Some traders said the FTSE's rally, which has seen the index rise some 7 percent since the start of 2013, could soon lose momentum on lingering signs of a weak global economy, with data on Thursday showing a contraction in the euro zone economy. Berkeley Futures associate director Richard Griffiths said the FTSE 100 could fall 200 points over the next month, but others expected it to maintain an upwards path, on hopes of a gradual global economic recovery that should support equities.
"People generally want to see the market go higher. They want to see the FTSE attacking 6,400 points," said Mike Mason, senior trader at Sucden Financial Private Clients. Mason said the FTSE would continue to attract money since equities had better returns than cash or benchmark government bonds, where returns have been hit as central banks have kept interest rates at record lows to try and boost the economy.
Colin McLean, managing director at SVM Asset Management, said many investors were still looking to use any market weakness to buy equities for relatively cheap prices. "There's plenty of cash to buy the dips, which should prevent any fall from being a material one," he said. McLean said his firm had recently added to positions in the industrials sector and remained 'overweight' on UK financial stocks, on expectations the global economy would recover as 2013 progressed, which in turn should boost those stocks and equities in general.

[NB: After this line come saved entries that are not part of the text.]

//! Symbol module benchmarks
//!
//! These benchmarks measure the performance of symbol interning operations.
//! Run with: `cargo bench --bench symbol_bench`

use criterion::{black_box, criterion_group, criterion_main, Criterion, BenchmarkId, Throughput};
use rillc_util::symbol::Symbol;

/// Benchmark basic symbol interning
fn bench_intern(c: &mut Criterion) {
    let mut group = c.benchmark_group("intern");
    group.throughput(Throughput::Elements(1));

    // Benchmark interning a new string (miss)
    group.bench_function("intern_new_string", |b| {
        let mut counter = 0u64;
        b.iter(|| {
            counter += 1;
            Symbol::intern(&format!("new_string_{}", counter))
        })
    });

    // Benchmark interning an existing string (hit)
    group.bench_function("intern_existing_string", |b| {
        let _sym = Symbol::intern("existing_string");
        b.iter(|| {
            black_box(Symbol::intern("existing_string"))
        })
    });

    // Benchmark interning known keywords
    group.bench_function("intern_known_keyword", |b| {
        b.iter(|| {
            black_box(Symbol::intern_known("fn"))
        })
    });

    group.finish();
}

/// Benchmark symbol comparison
fn bench_comparison(c: &mut Criterion) {
    let mut group = c.benchmark_group("comparison");
    group.throughput(Throughput::Elements(1));

    let sym1 = Symbol::intern("hello");
    let sym2 = Symbol::intern("hello");
    let sym3 = Symbol::intern("world");

    // Benchmark symbol-to-symbol comparison
    group.bench_function("symbol_eq_symbol", |b| {
        b.iter(|| {
            black_box(sym1 == sym2);
            black_box(sym1 == sym3);
        })
    });

    // Benchmark symbol-to-string comparison
    group.bench_function("symbol_eq_str", |b| {
        b.iter(|| {
            black_box(sym1.eq_str("hello"));
            black_box(sym1.eq_str("world"));
        })
    });

    // Benchmark string-to-string comparison (baseline)
    group.bench_function("str_eq_str", |b| {
        let s1 = "hello";
        let s2 = "world";
        b.iter(|| {
            black_box(s1 == "hello");
            black_box(s1 == s2);
        })
    });

    group.finish();
}

/// Benchmark string retrieval
fn bench_string_retrieval(c: &mut Criterion) {
    let mut group = c.benchmark_group("string_retrieval");
    group.throughput(Throughput::Elements(1));

    let sym = Symbol::intern("test_string");

    group.bench_function("as_str", |b| {
        b.iter(|| {
            black_box(sym.as_str())
        })
    });

    group.bench_function("to_string", |b| {
        b.iter(|| {
            black_box(sym.to_string())
        })
    });

    group.finish();
}

/// Benchmark utility methods
fn bench_utilities(c: &mut Criterion) {
    let mut group = c.benchmark_group("utilities");
    group.throughput(Throughput::Elements(1));

    let empty = Symbol::intern("");
    let short = Symbol::intern("a");
    let medium = Symbol::intern("hello_world");
    let long = Symbol::intern(&"a".repeat(1000));

    group.bench_function("is_empty", |b| {
        b.iter(|| {
            black_box(empty.is_empty());
            black_box(short.is_empty());
            black_box(medium.is_empty());
            black_box(long.is_empty());
        })
    });

    group.bench_function("len", |b| {
        b.iter(|| {
            black_box(empty.len());
            black_box(short.len());
            black_box(medium.len());
            black_box(long.len());
        })
    });

    group.bench_function("starts_with", |b| {
        b.iter(|| {
            black_box(medium.starts_with("hello"));
            black_box(medium.starts_with("world"));
        })
    });

    group.bench_function("ends_with", |b| {
        b.iter(|| {
            black_box(medium.ends_with("world"));
            black_box(medium.ends_with("hello"));
        })
    });

    group.finish();
}

/// Benchmark statistics retrieval
fn bench_statistics(c: &mut Criterion) {
    let mut group = c.benchmark_group("statistics");
    group.throughput(Throughput::Elements(1));

    // Pre-populate the interner
    for i in 0..1000 {
        let _ = Symbol::intern(&format!("bench_{}", i));
    }

    group.bench_function("stats_struct", |b| {
        b.iter(|| {
            black_box(Symbol::stats_struct())
        })
    });

    group.bench_function("stats_tuple", |b| {
        b.iter(|| {
            black_box(Symbol::stats())
        })
    });

    group.finish();
}

/// Benchmark with varying string sizes
fn bench_varying_sizes(c: &mut Criterion) {
    let mut group = c.benchmark_group("varying_sizes");

    let sizes = [1, 10, 100, 1000, 10000];

    for &size in &sizes {
        let string = "a".repeat(size);
        group.bench_with_input(
            BenchmarkId::new("intern", size),
            &string,
            |b, s| {
                b.iter(|| {
                    black_box(Symbol::intern(s))
                })
            },
        );
    }

    group.finish();
}

/// Benchmark concurrent interning
fn bench_concurrent(c: &mut Criterion) {
    use std::thread;

    let mut group = c.benchmark_group("concurrent");

    let thread_counts = [1, 2, 4, 8];

    for &num_threads in &thread_counts {
        group.bench_with_input(
            BenchmarkId::new("concurrent_intern", num_threads),
            &num_threads,
            |b, &n| {
                b.iter(|| {
                    let handles: Vec<_> = (0..n)
                        .map(|i| {
                            thread::spawn(move || {
                                for j in 0..100 {
                                    let _ = Symbol::intern(&format!("thread_{}_{}", i, j));
                                }
                            })
                        })
                        .collect();

                    for h in handles {
                        h.join().unwrap();
                    }
                })
            },
        );
    }

    group.finish();
}

criterion_group!(
    benches,
    bench_intern,
    bench_comparison,
    bench_string_retrieval,
    bench_utilities,
    bench_statistics,
    bench_varying_sizes,
    bench_concurrent,
);

criterion_main!(benches);
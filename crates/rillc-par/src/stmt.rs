//! Statement dispatch: one handler per leading keyword, falling through to
//! an expression statement (which covers plain expressions, assignment, and
//! compound assignment via `expr::parse_expression`).

use rillc_lex::TokenKind;

use crate::ast::{
    BlockStmt, ClassStmt, ForInit, ForStmt, LetStmt, MethodDef, ReturnStmt, Stmt, WhileStmt,
};
use crate::Parser;

impl<'a> Parser<'a> {
    pub fn parse_stmt(&mut self) -> Option<Stmt> {
        match self.current_kind() {
            TokenKind::Let => self.parse_let_stmt(false),
            TokenKind::Const => self.parse_let_stmt(true),
            TokenKind::Return => self.parse_return_stmt(),
            TokenKind::While => self.parse_while_stmt(),
            TokenKind::For => self.parse_for_stmt(),
            TokenKind::Break => self.parse_break_stmt(),
            TokenKind::Continue => self.parse_continue_stmt(),
            TokenKind::Class => self.parse_class_stmt(),
            TokenKind::LBrace => self.parse_block().map(Stmt::Block),
            _ => self.parse_expr_stmt(),
        }
    }

    fn parse_let_stmt(&mut self, is_const: bool) -> Option<Stmt> {
        let position = self.current_position();
        self.advance();
        let name = self.expect(TokenKind::Ident, "binding name")?;
        self.expect(TokenKind::Assign, "`=`")?;
        let value = self.parse_expression()?;
        self.skip_optional_semicolon();

        let stmt = LetStmt {
            name: name.literal,
            value,
            position,
        };
        Some(if is_const {
            Stmt::Const(stmt)
        } else {
            Stmt::Let(stmt)
        })
    }

    fn parse_return_stmt(&mut self) -> Option<Stmt> {
        let position = self.current_position();
        self.advance();

        let value = if self.check(TokenKind::Semicolon)
            || self.check(TokenKind::RBrace)
            || self.is_at_end()
        {
            None
        } else {
            Some(self.parse_expression()?)
        };
        self.skip_optional_semicolon();

        Some(Stmt::Return(ReturnStmt { value, position }))
    }

    fn parse_while_stmt(&mut self) -> Option<Stmt> {
        let position = self.current_position();
        self.advance();
        self.expect(TokenKind::LParen, "`(`")?;
        let condition = self.parse_expression()?;
        self.expect(TokenKind::RParen, "`)`")?;

        self.loop_depth += 1;
        let body = self.parse_block();
        self.loop_depth -= 1;

        Some(Stmt::While(WhileStmt {
            condition,
            body: body?,
            position,
        }))
    }

    fn parse_for_stmt(&mut self) -> Option<Stmt> {
        let position = self.current_position();
        self.advance();
        self.expect(TokenKind::LParen, "`(`")?;

        let init = if self.check(TokenKind::Semicolon) {
            self.advance();
            None
        } else if self.check(TokenKind::Let) {
            let Stmt::Let(let_stmt) = self.parse_let_stmt(false)? else {
                unreachable!("parse_let_stmt(false) always returns Stmt::Let");
            };
            Some(Box::new(ForInit::Let(let_stmt)))
        } else {
            let expr = self.parse_expression()?;
            self.expect(TokenKind::Semicolon, "`;`")?;
            Some(Box::new(ForInit::Expr(expr)))
        };

        let condition = self.parse_expression()?;
        self.expect(TokenKind::Semicolon, "`;`")?;
        let update = self.parse_expression()?;
        self.expect(TokenKind::RParen, "`)`")?;

        self.loop_depth += 1;
        let body = self.parse_block();
        self.loop_depth -= 1;

        Some(Stmt::For(ForStmt {
            init,
            condition,
            update,
            body: body?,
            position,
        }))
    }

    fn parse_break_stmt(&mut self) -> Option<Stmt> {
        let position = self.current_position();
        self.advance();
        if self.loop_depth == 0 {
            self.error_at("`break` outside of a loop", position);
        }
        self.skip_optional_semicolon();
        Some(Stmt::Break(position))
    }

    fn parse_continue_stmt(&mut self) -> Option<Stmt> {
        let position = self.current_position();
        self.advance();
        if self.loop_depth == 0 {
            self.error_at("`continue` outside of a loop", position);
        }
        self.skip_optional_semicolon();
        Some(Stmt::Continue(position))
    }

    fn parse_class_stmt(&mut self) -> Option<Stmt> {
        let position = self.current_position();
        self.advance();
        let name = self.expect(TokenKind::Ident, "class name")?.literal;

        let parent = if self.match_kind(TokenKind::Extends) {
            Some(self.expect(TokenKind::Ident, "parent class name")?.literal)
        } else {
            None
        };

        self.expect(TokenKind::LBrace, "`{`")?;

        let mut constructor = None;
        let mut methods = Vec::new();
        while !self.check(TokenKind::RBrace) && !self.is_at_end() {
            let method = self.parse_method_def()?;
            if method.name == "constructor" {
                constructor = Some(method);
            } else {
                methods.push(method);
            }
        }
        self.expect(TokenKind::RBrace, "`}`")?;

        Some(Stmt::Class(ClassStmt {
            name,
            parent,
            constructor,
            methods,
            position,
        }))
    }

    fn parse_method_def(&mut self) -> Option<MethodDef> {
        let position = self.current_position();
        let name = self.expect(TokenKind::Ident, "method name")?.literal;
        self.expect(TokenKind::LParen, "`(`")?;
        let params = self.parse_param_list()?;

        // Same reasoning as function literals: a method body is never
        // inside the loop (if any) that lexically surrounds the class.
        let outer_loop_depth = std::mem::replace(&mut self.loop_depth, 0);
        let body = self.parse_block();
        self.loop_depth = outer_loop_depth;

        Some(MethodDef {
            name,
            params,
            body: body?,
            position,
        })
    }

    pub(crate) fn parse_block(&mut self) -> Option<BlockStmt> {
        let position = self.current_position();
        self.expect(TokenKind::LBrace, "`{`")?;

        let mut statements = Vec::new();
        while !self.check(TokenKind::RBrace) && !self.is_at_end() {
            match self.parse_stmt() {
                Some(stmt) => statements.push(stmt),
                None => self.synchronize_in_block(),
            }
        }
        self.expect(TokenKind::RBrace, "`}`")?;

        Some(BlockStmt {
            statements,
            position,
        })
    }

    /// Like the top-level `synchronize`, but also stops at a closing `}` so
    /// recovery never escapes the block being parsed.
    fn synchronize_in_block(&mut self) {
        if self.is_at_end() || self.check(TokenKind::RBrace) {
            return;
        }
        self.advance();
        while !self.is_at_end() && !self.check(TokenKind::RBrace) {
            if self.check(TokenKind::Semicolon) {
                self.advance();
                return;
            }
            if crate::STATEMENT_STARTS.contains(&self.current_kind()) {
                return;
            }
            self.advance();
        }
    }

    fn parse_expr_stmt(&mut self) -> Option<Stmt> {
        let expr = self.parse_expression()?;
        self.skip_optional_semicolon();
        Some(Stmt::Expr(expr))
    }
}
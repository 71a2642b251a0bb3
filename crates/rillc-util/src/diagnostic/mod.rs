//! Diagnostic module - Error and warning reporting infrastructure.
//!
//! This module provides types for creating, formatting, and reporting
//! compiler diagnostics (errors, warnings, notes, and help messages).
//!
//! # Examples
//!
//! ## Using the simple API (deprecated but still supported)
//!
//! ```
//! use rillc_util::diagnostic::{Handler, Span};
//!
//! let handler = Handler::new();
//! handler.error("unexpected token", Span::DUMMY);
//!
//! if handler.has_errors() {
//!     eprintln!("Compilation failed");
//! }
//! ```
//!
//! ## Using the fluent builder API (recommended)
//!
//! ```
//! use rillc_util::diagnostic::{DiagnosticBuilder, Span, DiagnosticCode};
//!
//! let diag = DiagnosticBuilder::error("unexpected token")
//!     .code(DiagnosticCode::new(2001, "unexpected_token"))
//!     .span(Span::DUMMY)
//!     .help("try checking the syntax")
//!     .build();
//! ```

mod builder;
mod codes;

pub use builder::{DiagnosticBuilder, SourceSnippet};
pub use codes::DiagnosticCode;

// Re-export commonly used diagnostic codes as constants for convenience
pub use codes::{
    E0001, E0002, E0003, E0004, E0005,
    E_LEXER_UNEXPECTED_CHAR, E_LEXER_UNTERMINATED_STRING, E_LEXER_INVALID_NUMBER, E_LEXER_UNKNOWN_TOKEN,
    E_PARSER_UNEXPECTED_TOKEN, E_PARSER_EXPECTED_TOKEN, E_PARSER_UNEXPECTED_EOF, E_PARSER_DUPLICATE_DEF,
    E_SEMANTIC_TYPE_MISMATCH, E_SEMANTIC_UNDEFINED_VAR, E_SEMANTIC_UNDEFINED_FN, E_SEMANTIC_MUT_REQUIRED,
    E_RUNTIME_NAME_ERROR, E_RUNTIME_TYPE_MISMATCH, E_RUNTIME_ARITY, E_RUNTIME_INDEX,
    E_RUNTIME_DIV_BY_ZERO, E_RUNTIME_CONST_ASSIGN, E_RUNTIME_BAD_ASSIGN_TARGET, E_RUNTIME_CLASS,
    E_RUNTIME_PROPERTY, E_RUNTIME_THIS, E_RUNTIME_SUPER, E_RUNTIME_NOT_CALLABLE,
    E_RUNTIME_STACK_OVERFLOW, E_RUNTIME_MAX_ITERATIONS, E_RUNTIME_ALREADY_BOUND,
    W0001, W0002, W0003,
    W_UNUSED_VARIABLE, W_UNUSED_FUNCTION, W_DEAD_CODE,
};

use crate::Span;
use std::cell::RefCell;
use std::fmt;

/// Diagnostic severity level
///
/// # Examples
///
/// ```
/// use rillc_util::diagnostic::Level;
///
/// assert_eq!(format!("{}", Level::Error), "error");
/// assert_eq!(format!("{}", Level::Warning), "warning");
/// ```
#[derive(Clone, Copy, Debug, PartialEq, Eq)]
pub enum Level {
    /// An error that prevents compilation
    Error,
    /// A warning that doesn't prevent compilation
    Warning,
    /// Additional information about a diagnostic
    Note,
    /// A suggestion for fixing an issue
    Help,
}

impl fmt::Display for Level {
    fn fmt(&self, f: &mut fmt::Formatter<'_>) -> fmt::Result {
        match self {
            Level::Error => write!(f, "error"),
            Level::Warning => write!(f, "warning"),
            Level::Note => write!(f, "note"),
            Level::Help => write!(f, "help"),
        }
    }
}

/// A diagnostic message with severity and location
///
/// # Examples
///
/// ```
/// use rillc_util::diagnostic::{Diagnostic, Level, Span};
///
/// let diag = Diagnostic::error("something went wrong", Span::DUMMY);
/// assert_eq!(diag.level, Level::Error);
/// ```
#[derive(Clone, Debug)]
pub struct Diagnostic {
    /// Diagnostic severity level
    pub level: Level,
    /// Main diagnostic message
    pub message: String,
    /// Source location
    pub span: Span,
    /// Optional diagnostic code
    pub code: Option<DiagnosticCode>,
    /// Additional notes for context
    pub notes: Vec<String>,
    /// Help suggestions for fixing the issue
    pub helps: Vec<String>,
    /// Source code snippets for display
    pub snippets: Vec<SourceSnippet>,
}
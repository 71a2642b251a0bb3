//! Number literal lexing: decimal integers and floats, including floats
//! with a leading or trailing dot and a scientific-notation exponent.

use crate::token::{Token, TokenKind};
use crate::Lexer;

impl<'a> Lexer<'a> {
    /// Lexes an integer or float literal.
    ///
    /// Formats: `42`, `3.14`, `.5`, `5.`, `1e10`, `2.5e-3`. Only decimal
    /// digits are recognized; there is no hex/octal/binary literal syntax.
    pub fn lex_number(&mut self) -> Token {
        let mut is_float = false;

        if self.cursor.current_char() == '.' {
            is_float = true;
            self.cursor.advance();
            while self.cursor.current_char().is_ascii_digit() {
                self.cursor.advance();
            }
        } else {
            while self.cursor.current_char().is_ascii_digit() {
                self.cursor.advance();
            }

            if self.cursor.current_char() == '.' {
                is_float = true;
                self.cursor.advance();
                while self.cursor.current_char().is_ascii_digit() {
                    self.cursor.advance();
                }
            }
        }

        if self.cursor.current_char() == 'e' || self.cursor.current_char() == 'E' {
            let snapshot = self.cursor.snapshot();
            self.cursor.advance();
            if self.cursor.current_char() == '+' || self.cursor.current_char() == '-' {
                self.cursor.advance();
            }
            if self.cursor.current_char().is_ascii_digit() {
                is_float = true;
                while self.cursor.current_char().is_ascii_digit() {
                    self.cursor.advance();
                }
            } else {
                self.report_error("no digits in float exponent".to_string());
                self.cursor.restore(snapshot);
            }
        }

        let literal = self.cursor.slice_from(self.token_start).to_string();
        let kind = if is_float { TokenKind::Float } else { TokenKind::Int };
        self.finish_with(kind, literal)
    }
}
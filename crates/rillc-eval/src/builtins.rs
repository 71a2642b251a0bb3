//! Default builtin functions, registered into the global environment
//! the same way a host embedding this interpreter would call
//! `registerBuiltin`.

use std::cell::RefCell;
use std::rc::Rc;

use indexmap::IndexMap;

use crate::value::{BuiltinValue, Value};

fn err(msg: impl Into<String>) -> Result<Value, String> {
    Err(msg.into())
}

fn arity(name: &str, args: &[Value], expected: usize) -> Result<(), String> {
    if args.len() != expected {
        return err(format!(
            "{} expects {} argument(s), got {}",
            name,
            expected,
            args.len()
        ));
    }
    Ok(())
}

fn builtin_len(args: &[Value]) -> Result<Value, String> {
    arity("len", args, 1)?;
    match &args[0] {
        Value::Str(s) => Ok(Value::Int(s.len() as i64)),
        Value::Array(a) => Ok(Value::Int(a.borrow().len() as i64)),
        Value::Hash(h) => Ok(Value::Int(h.borrow().len() as i64)),
        other => err(format!("len: unsupported argument type '{}'", other.type_name())),
    }
}

fn builtin_print(args: &[Value]) -> Result<Value, String> {
    let parts: Vec<String> = args.iter().map(Value::display).collect();
    print!("{}", parts.join(" "));
    Ok(Value::Null)
}

fn builtin_println(args: &[Value]) -> Result<Value, String> {
    let parts: Vec<String> = args.iter().map(Value::display).collect();
    println!("{}", parts.join(" "));
    Ok(Value::Null)
}

fn builtin_type(args: &[Value]) -> Result<Value, String> {
    arity("type", args, 1)?;
    Ok(Value::Str(Rc::new(args[0].type_name().to_string())))
}

fn builtin_str(args: &[Value]) -> Result<Value, String> {
    arity("str", args, 1)?;
    Ok(Value::Str(Rc::new(args[0].display())))
}

fn builtin_int(args: &[Value]) -> Result<Value, String> {
    arity("int", args, 1)?;
    match &args[0] {
        Value::Int(i) => Ok(Value::Int(*i)),
        Value::Float(f) => Ok(Value::Int(*f as i64)),
        Value::Bool(b) => Ok(Value::Int(if *b { 1 } else { 0 })),
        Value::Str(s) => s
            .trim()
            .parse::<i64>()
            .map(Value::Int)
            .map_err(|_| format!("int: cannot convert '{}' to int", s)),
        other => err(format!("int: cannot convert {} to int", other.type_name())),
    }
}

fn builtin_float(args: &[Value]) -> Result<Value, String> {
    arity("float", args, 1)?;
    match &args[0] {
        Value::Int(i) => Ok(Value::Float(*i as f64)),
        Value::Float(f) => Ok(Value::Float(*f)),
        Value::Bool(b) => Ok(Value::Float(if *b { 1.0 } else { 0.0 })),
        Value::Str(s) => s
            .trim()
            .parse::<f64>()
            .map(Value::Float)
            .map_err(|_| format!("float: cannot convert '{}' to float", s)),
        other => err(format!("float: cannot convert {} to float", other.type_name())),
    }
}

fn builtin_push(args: &[Value]) -> Result<Value, String> {
    arity("push", args, 2)?;
    match &args[0] {
        Value::Array(a) => {
            let mut items = a.borrow().clone();
            items.push(args[1].clone());
            Ok(Value::Array(Rc::new(RefCell::new(items))))
        }
        other => err(format!("push: first argument must be an array, got {}", other.type_name())),
    }
}

fn builtin_pop(args: &[Value]) -> Result<Value, String> {
    arity("pop", args, 1)?;
    match &args[0] {
        Value::Array(a) => {
            let mut items = a.borrow().clone();
            items.pop();
            Ok(Value::Array(Rc::new(RefCell::new(items))))
        }
        other => err(format!("pop: argument must be an array, got {}", other.type_name())),
    }
}

fn builtin_first(args: &[Value]) -> Result<Value, String> {
    arity("first", args, 1)?;
    match &args[0] {
        Value::Array(a) => Ok(a.borrow().first().cloned().unwrap_or(Value::Null)),
        other => err(format!("first: argument must be an array, got {}", other.type_name())),
    }
}

fn builtin_last(args: &[Value]) -> Result<Value, String> {
    arity("last", args, 1)?;
    match &args[0] {
        Value::Array(a) => Ok(a.borrow().last().cloned().unwrap_or(Value::Null)),
        other => err(format!("last: argument must be an array, got {}", other.type_name())),
    }
}

fn builtin_rest(args: &[Value]) -> Result<Value, String> {
    arity("rest", args, 1)?;
    match &args[0] {
        Value::Array(a) => {
            let items = a.borrow();
            let rest = if items.is_empty() { Vec::new() } else { items[1..].to_vec() };
            Ok(Value::Array(Rc::new(RefCell::new(rest))))
        }
        other => err(format!("rest: argument must be an array, got {}", other.type_name())),
    }
}

fn builtin_keys(args: &[Value]) -> Result<Value, String> {
    arity("keys", args, 1)?;
    match &args[0] {
        Value::Hash(h) => {
            let keys: Vec<Value> = h.borrow().keys().map(|k| Value::Str(Rc::new(k.clone()))).collect();
            Ok(Value::Array(Rc::new(RefCell::new(keys))))
        }
        other => err(format!("keys: argument must be a hash, got {}", other.type_name())),
    }
}

fn builtin_values(args: &[Value]) -> Result<Value, String> {
    arity("values", args, 1)?;
    match &args[0] {
        Value::Hash(h) => {
            let values: Vec<Value> = h.borrow().values().cloned().collect();
            Ok(Value::Array(Rc::new(RefCell::new(values))))
        }
        other => err(format!("values: argument must be a hash, got {}", other.type_name())),
    }
}

fn as_int(v: &Value, name: &str) -> Result<i64, String> {
    match v {
        Value::Int(i) => Ok(*i),
        other => Err(format!("{}: expected int argument, got {}", name, other.type_name())),
    }
}

fn builtin_range(args: &[Value]) -> Result<Value, String> {
    let (start, stop, step) = match args.len() {
        1 => (0, as_int(&args[0], "range")?, 1),
        2 => (as_int(&args[0], "range")?, as_int(&args[1], "range")?, 1),
        3 => (
            as_int(&args[0], "range")?,
            as_int(&args[1], "range")?,
            as_int(&args[2], "range")?,
        ),
        n => return err(format!("range expects 1 to 3 arguments, got {}", n)),
    };
    if step == 0 {
        return err("range: step must not be zero");
    }
    let mut items = Vec::new();
    let mut i = start;
    if step > 0 {
        while i < stop {
            items.push(Value::Int(i));
            i += step;
        }
    } else {
        while i > stop {
            items.push(Value::Int(i));
            i += step;
        }
    }
    Ok(Value::Array(Rc::new(RefCell::new(items))))
}

/// Returns the default builtin set, keyed by name, ready to be consulted
/// by the evaluator once a plain identifier lookup misses every scope.
pub fn default_builtins() -> IndexMap<String, Rc<BuiltinValue>> {
    let mut map = IndexMap::new();
    let entries: Vec<(&str, Box<dyn Fn(&[Value]) -> Result<Value, String>>)> = vec![
        ("len", Box::new(builtin_len)),
        ("print", Box::new(builtin_print)),
        ("println", Box::new(builtin_println)),
        ("type", Box::new(builtin_type)),
        ("str", Box::new(builtin_str)),
        ("int", Box::new(builtin_int)),
        ("float", Box::new(builtin_float)),
        ("push", Box::new(builtin_push)),
        ("pop", Box::new(builtin_pop)),
        ("first", Box::new(builtin_first)),
        ("last", Box::new(builtin_last)),
        ("rest", Box::new(builtin_rest)),
        ("keys", Box::new(builtin_keys)),
        ("values", Box::new(builtin_values)),
        ("range", Box::new(builtin_range)),
    ];
    for (name, func) in entries {
        map.insert(
            name.to_string(),
            Rc::new(BuiltinValue {
                name: name.to_string(),
                func,
            }),
        );
    }
    map
}

#[cfg(test)]
mod tests {
    use super::*;

    fn call(name: &str, args: &[Value]) -> Result<Value, String> {
        let builtins = default_builtins();
        (builtins[name].func)(args)
    }

    #[test]
    fn len_reports_string_array_and_hash_sizes() {
        assert!(matches!(call("len", &[Value::Str(Rc::new("abc".into()))]), Ok(Value::Int(3))));
        let arr = Value::Array(Rc::new(RefCell::new(vec![Value::Int(1), Value::Int(2)])));
        assert!(matches!(call("len", &[arr]), Ok(Value::Int(2))));
    }

    #[test]
    fn push_and_pop_return_new_arrays_without_mutating_the_original() {
        let original = Rc::new(RefCell::new(vec![Value::Int(1)]));
        let arr = Value::Array(original.clone());
        let pushed = call("push", &[arr, Value::Int(2)]).unwrap();
        if let Value::Array(a) = pushed {
            assert_eq!(a.borrow().len(), 2);
        } else {
            panic!("expected array");
        }
        assert_eq!(original.borrow().len(), 1);
    }

    #[test]
    fn pop_on_empty_array_is_not_an_error() {
        let arr = Value::Array(Rc::new(RefCell::new(Vec::new())));
        let result = call("pop", &[arr]).unwrap();
        assert!(matches!(result, Value::Array(a) if a.borrow().is_empty()));
    }

    #[test]
    fn first_and_last_return_null_on_empty_array() {
        let arr = Value::Array(Rc::new(RefCell::new(Vec::new())));
        assert!(matches!(call("first", &[arr.clone()]), Ok(Value::Null)));
        assert!(matches!(call("last", &[arr]), Ok(Value::Null)));
    }

    #[test]
    fn range_supports_one_two_and_three_argument_forms() {
        let a = call("range", &[Value::Int(3)]).unwrap();
        let b = call("range", &[Value::Int(1), Value::Int(4)]).unwrap();
        let c = call("range", &[Value::Int(0), Value::Int(10), Value::Int(2)]).unwrap();
        if let (Value::Array(a), Value::Array(b), Value::Array(c)) = (a, b, c) {
            assert_eq!(a.borrow().len(), 3);
            assert_eq!(b.borrow().len(), 3);
            assert_eq!(c.borrow().len(), 5);
        } else {
            panic!("expected arrays");
        }
    }

    #[test]
    fn int_parses_strings_and_converts_floats() {
        assert!(matches!(call("int", &[Value::Str(Rc::new("42".into()))]), Ok(Value::Int(42))));
        assert!(matches!(call("int", &[Value::Float(3.9)]), Ok(Value::Int(3))));
    }

    #[test]
    fn keys_and_values_preserve_insertion_order() {
        let mut map = IndexMap::new();
        map.insert("b".to_string(), Value::Int(2));
        map.insert("a".to_string(), Value::Int(1));
        let hash = Value::Hash(Rc::new(RefCell::new(map)));
        let keys = call("keys", &[hash.clone()]).unwrap();
        if let Value::Array(a) = keys {
            let names: Vec<String> = a.borrow().iter().map(Value::display).collect();
            assert_eq!(names, vec!["b", "a"]);
        } else {
            panic!("expected array");
        }
    }
}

A 2.4 percent fall at Vodafone took the most points off the FTSE. Vodafone was hit by concerns over weakness in its southern European business and the possibility it might be lining up a pricey bid for Germany's Kabel Deutschland. AMEC slumped 7.3 percent to make it the worst-performing FTSE 100 stock, after the company's cautious outlook disappointed some investors. "Margin guidance looks disappointing so forecasts will come back a little," Liberum Capital analysts wrote in a research note.
Darren Easton, director of trading at Logic Investments, said he would hold "short" positions to bet on a future fall in the FTSE 100, down to around the 6,325 point level. "We could easily test 6,250 points. The market is looking for an excuse to sell off in the near term," he said.